_What you should do_
Reproduce the records word for word, from the first line to the line containing "let eco_score = product".

Extracted entries Start Marker

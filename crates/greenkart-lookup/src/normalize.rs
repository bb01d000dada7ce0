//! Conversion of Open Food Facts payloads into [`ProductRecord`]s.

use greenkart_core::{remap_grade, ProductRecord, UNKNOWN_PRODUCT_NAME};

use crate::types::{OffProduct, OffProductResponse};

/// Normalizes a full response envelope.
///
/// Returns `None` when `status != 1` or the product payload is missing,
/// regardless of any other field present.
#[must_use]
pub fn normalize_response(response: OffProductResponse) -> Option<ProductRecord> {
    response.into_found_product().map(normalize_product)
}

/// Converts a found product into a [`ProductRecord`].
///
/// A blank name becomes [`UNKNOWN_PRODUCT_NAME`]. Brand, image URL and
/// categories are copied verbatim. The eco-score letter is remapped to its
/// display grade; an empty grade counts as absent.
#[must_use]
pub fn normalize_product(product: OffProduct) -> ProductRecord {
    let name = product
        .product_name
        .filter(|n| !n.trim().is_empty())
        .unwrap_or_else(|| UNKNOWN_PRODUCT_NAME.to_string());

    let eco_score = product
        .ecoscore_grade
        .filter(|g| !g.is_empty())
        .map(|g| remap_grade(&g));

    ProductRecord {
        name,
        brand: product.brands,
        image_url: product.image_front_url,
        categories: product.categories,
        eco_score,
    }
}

Extracted entries End Marker

_Answer to this exercise_
filename crates/greenkart-lookup/src/normalize.rs
repository bb01d000dada7ce0
//! Conversion of Open Food Facts payloads into [`ProductRecord`]s.

use greenkart_core::{remap_grade, ProductRecord, UNKNOWN_PRODUCT_NAME};

use crate::types::{OffProduct, OffProductResponse};

/// Normalizes a full response envelope.
///
/// Returns `None` when `status != 1` or the product payload is missing,
/// regardless of any other field present.
#[must_use]
pub fn normalize_response(response: OffProductResponse) -> Option<ProductRecord> {
    response.into_found_product().map(normalize_product)
}

/// Converts a found product into a [`ProductRecord`].
///
/// A blank name becomes [`UNKNOWN_PRODUCT_NAME`]. Brand, image URL and
/// categories are copied verbatim. The eco-score letter is remapped to its
/// display grade; an empty grade counts as absent.
#[must_use]
pub fn normalize_product(product: OffProduct) -> ProductRecord {
    let name = product
        .product_name
        .filter(|n| !n.trim().is_empty())
        .unwrap_or_else(|| UNKNOWN_PRODUCT_NAME.to_string());

    let eco_score = product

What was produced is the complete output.